A questão da economia de recursos (“economicismo”, para alguns) não é vergonha, é obrigação. Mas, neste caso, não foi assim. Tanto agora, como em 1999 ou em 1989, o poupar não foi determinante. Em 1989 e 1999 não era sequer preocupação nacional. Agora é-o e de que maneira. Mas a racionalidade do estudo da comissão técnica assenta na qualidade dos cuidados. E a racionalidade política apoia-se na igualdade de cuidados de qualidade, para iguais necessidades. Acontece que em 2006 há um elemento novo: a escassez progressiva de médicos obstetras e a nula atracção que salas de parto com poucos doentes exerciam sobre internos de especialidade, impedindo a renovação de gerações de especialistas para trabalho em pequenas maternidades.

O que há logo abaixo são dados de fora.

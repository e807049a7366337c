//! System endpoints: health check and form choice lists.

use axum::http::StatusCode;
use axum::response::IntoResponse;
use axum::routing::get;
use axum::{Json, Router};
use chrono::Utc;
use serde::Serialize;
use utoipa::ToSchema;

use crate::app_state::AppState;
use crate::domain::catalog::{GENRES, STATES};

/// Health check response.
#[derive(Debug, Serialize, ToSchema)]
struct HealthResponse {
    status: String,
    timestamp: String,
    version: String,
}

/// `GET /health`: Service health status.
#[utoipa::path(
    get,
    path = "/health",
    tag = "System",
    summary = "Health check",
    description = "Returns service health status, version, and current timestamp.",
    responses(
        (status = 200, description = "Service is healthy", body = HealthResponse),
    )
)]
pub async fn health_handler() -> impl IntoResponse {
    (
        StatusCode::OK,
        Json(HealthResponse {
            status: "healthy".to_string(),
            timestamp: Utc::now().to_rfc3339(),
            version: env!("CARGO_PKG_VERSION").to_string(),
        }),
    )
}

/// `GET /config/genres`: Genres accepted by the venue and artist forms.
#[utoipa::path(
    get,
    path = "/config/genres",
    tag = "System",
    summary = "List genres",
    responses(
        (status = 200, description = "Genre choices", body = Vec<String>),
    )
)]
pub async fn genres_handler() -> impl IntoResponse {
    (StatusCode::OK, Json(GENRES))
}

/// `GET /config/states`: State codes accepted by the venue and artist forms.
#[utoipa::path(
    get,
    path = "/config/states",
    tag = "System",
    summary = "List states",
    responses(
        (status = 200, description = "State code choices", body = Vec<String>),
    )
)]
pub async fn states_handler() -> impl IntoResponse {
    (StatusCode::OK, Json(STATES))
}

/// System routes mounted at the root level (not under /api/v1).
pub fn routes() -> Router<AppState> {
    Router::new()
        .route("/health", get(health_handler))
        .route("/config/genres", get(genres_handler))
        .route("/config/states", get(states_handler))
}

O argumento da indispensabilidade de salas de parto nas pequenas cidades, estações de correios e escolas em todos os lugares e tribunais em todas as unidades judiciais, como factor de desenvolvimento é inconsistente e perigoso. Inconsistente, pois não são serviços adjectivos que desenvolvem substantivamente o país. São agriculturas, indústrias e serviços capazes de aliar o sentido de risco à inovação e ao aproveitamento de condições, antes ignoradas. Perigoso, pois não é semeando serviços administrativos ou sociais, desnecessários no contexto, que se desenvolve o interior. Só aumentam a ineficiência, o desperdício e até a ociosidade. Pelo contrário, serviços novos terão de ser criados para apoiar os idosos válidos ou de mobilidade limitada, unidades móveis de saúde para as aldeias recônditas, apoio e vigilância de saúde ao turismo residencial, sobretudo o de terceira idade, hospitais pequenos, ditos de proximidade, vocacionados para cuidados rápidos a turistas de curta duração e a residentes e sedentários citadinos em fim-de-semana. A adequação de tais cuidados às reais necessidades é que gera o desenvolvimento económico, não a sobrevida desesperada de unidades menos necessárias em qualidade insuficiente ou descendente.
Finalmente o argumento, este mais recente, do risco de se acentuar a baixa de natalidade com a concentração das salas de parto. Nada mais infundamentado. Não é por haver maternidade na terra que os adultos jovens ou menos jovens desatam a procriar. Os factores do actual declínio da natalidade têm a ver com um conjunto alargado de motivos, sendo o mais importante a dificuldade em assegurar maternidade e paternidade responsáveis. Um jovem casal condiciona a sua descendência aos apoios que tenha para cuidar dos filhos, não à existência de maternidade na terra.
Se quisermos passar dos 1,4 para 1,8 filhos por mulher em idade fértil, temos de facultar mais condições a jovens mães e pais para continuarem a exercer a sua função laboral e social: apoios de guarda de criança, no dia inteiro ou só em parte; locais de guarda e convívio de crianças em todos os centros comerciais e hipermercados, teatros, cinemas, festividades; desenvolver o baby sitting com formação e supervisão adequadas e apoio à amamentação em todos os locais de trabalho, universidades e bibliotecas de maior dimensão; reforço do pré-escolar no horário de funcionamento e, certamente, também, apoio financeiro ao segundo e terceiro filhos.
Muito está por fazer, certamente. Mas não nos podemos dar ao luxo de prolongarmos a inadequação das actuais engrenagens sociais de apoio, ignorando a mudança no ambiente e as novas necessidades que dela decorrem.